Oct 20, 2009

Dante got it wrong

Dante Alighieri, though a master in his own right, made while writing his novel entitled "Divina Commedia" an unforgivable mistake, it is written in such book -which relates the story of Dante and his travel through Hell, Purgatory and Heaven (whether you believe or not in such places is not the matter of discussion)- that upon the threshold of Hell is inscribed "abandon all hope ye who enter here", when in fact upon said threshold is written in glowing letters a far more terrifying inscription, one that makes the most brave man shake in his boots, one so terrible that it´s only sight not only makes people "abandon all hope", but in fact it makes them wish -if they haven´t yet- wish never had been born; thus it prepares them for the worst and far beyond, those words are, in fact, the very utterances you hear every time you know life as you know it has finished, the must dreadful line in the world: "I have something to tell you".

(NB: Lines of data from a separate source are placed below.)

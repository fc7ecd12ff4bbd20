//! Web server adapter.
//!
//! Axum router serving the embedded dashboard at `/` and the JSON analysis
//! endpoint at `/api/gaps`.

mod error;
mod handlers;

pub use error::{WebError, status_from_error};
pub use handlers::*;

use axum::{Router, routing::get};
use chrono::NaiveDate;
use std::sync::Arc;
use tower_http::{timeout::TimeoutLayer, trace::TraceLayer};

use crate::config::AppConfig;
use crate::ports::bar_port::BarPort;

/// Single-page dashboard served at `/`.
pub const DASHBOARD_HTML: &str = include_str!("dashboard.html");

pub struct AppState {
    pub bar_port: Arc<dyn BarPort>,
    pub config: Arc<AppConfig>,
    /// End date of every lookback window.
    pub today: fn() -> NaiveDate,
}

pub fn build_router(state: AppState) -> Router {
    let timeout = state.config.request_timeout;
    Router::new()
        .route("/", get(handlers::dashboard))
        .route("/healthz", get(handlers::healthz))
        .route("/api/gaps", get(handlers::analyze))
        .fallback(handlers::not_found)
        .with_state(Arc::new(state))
        .layer(TimeoutLayer::new(timeout))
        .layer(TraceLayer::new_for_http())
}
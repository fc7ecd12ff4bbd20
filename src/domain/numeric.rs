//! Shared numeric helpers: signs, percentage moves, guarded division and
//! display rounding.

/// -1, 0 or +1.
pub fn sign(x: f64) -> i8 {
    if x > 0.0 {
        1
    } else if x < 0.0 {
        -1
    } else {
        0
    }
}

/// `(to - from) / from * 100`. Callers guarantee `from > 0`.
pub fn pct_move(from: f64, to: f64) -> f64 {
    (to - from) / from * 100.0
}

/// `part / whole * 100`, or 0 when `whole` is zero.
pub fn rate_pct(part: usize, whole: usize) -> f64 {
    if whole == 0 {
        0.0
    } else {
        part as f64 / whole as f64 * 100.0
    }
}

/// `sum / n`, or 0 when `n` is zero.
pub fn mean(sum: f64, n: usize) -> f64 {
    if n == 0 { 0.0 } else { sum / n as f64 }
}

pub fn round1(x: f64) -> f64 {
    round_dp(x, 10.0)
}

pub fn round2(x: f64) -> f64 {
    round_dp(x, 100.0)
}

pub fn round3(x: f64) -> f64 {
    round_dp(x, 1_000.0)
}

// Half away from zero, then normalise -0.0 so serialized output never shows "-0.0".
fn round_dp(x: f64, scale: f64) -> f64 {
    let r = (x * scale).round() / scale;
    if r == 0.0 { 0.0 } else { r }
}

However such an omission should not be credited to Dante, as it was in fact a publicity stunt  from his editor, as he knew no man would ever read such book, for men are truly terrorized at the very sight of them, still credit where credit is due, he convinced Dante to change the eight circle of Hell -to MY good-luck- from the place where humorless entertainers -such as graceless court jesters, bad writers, modern days politicians and me- where laid to spend eternity into the more poetically -but not totally unrelated- one described as the circle of Fraud. Now to this change Dante only agreed after negotiating that God should be portrayed as a fully naked woman with a roasted pork in one hand and a glass of wine in the other -this however was changed in the final version by his editor too, and being replaced for a glowing orb of luminescent light (all this unbeknownst to Dante of course)-, meanwhile the only thing the book could think about was how with its new acquired nudity scenes that may lead to casual sex and demons would make him way cooler than his older brother "La vita nouva" where a guy falls in love with a girl that dies, that would show him. -oh, and there´s also no nudity, it´s the thirtieth century what were you expecting?"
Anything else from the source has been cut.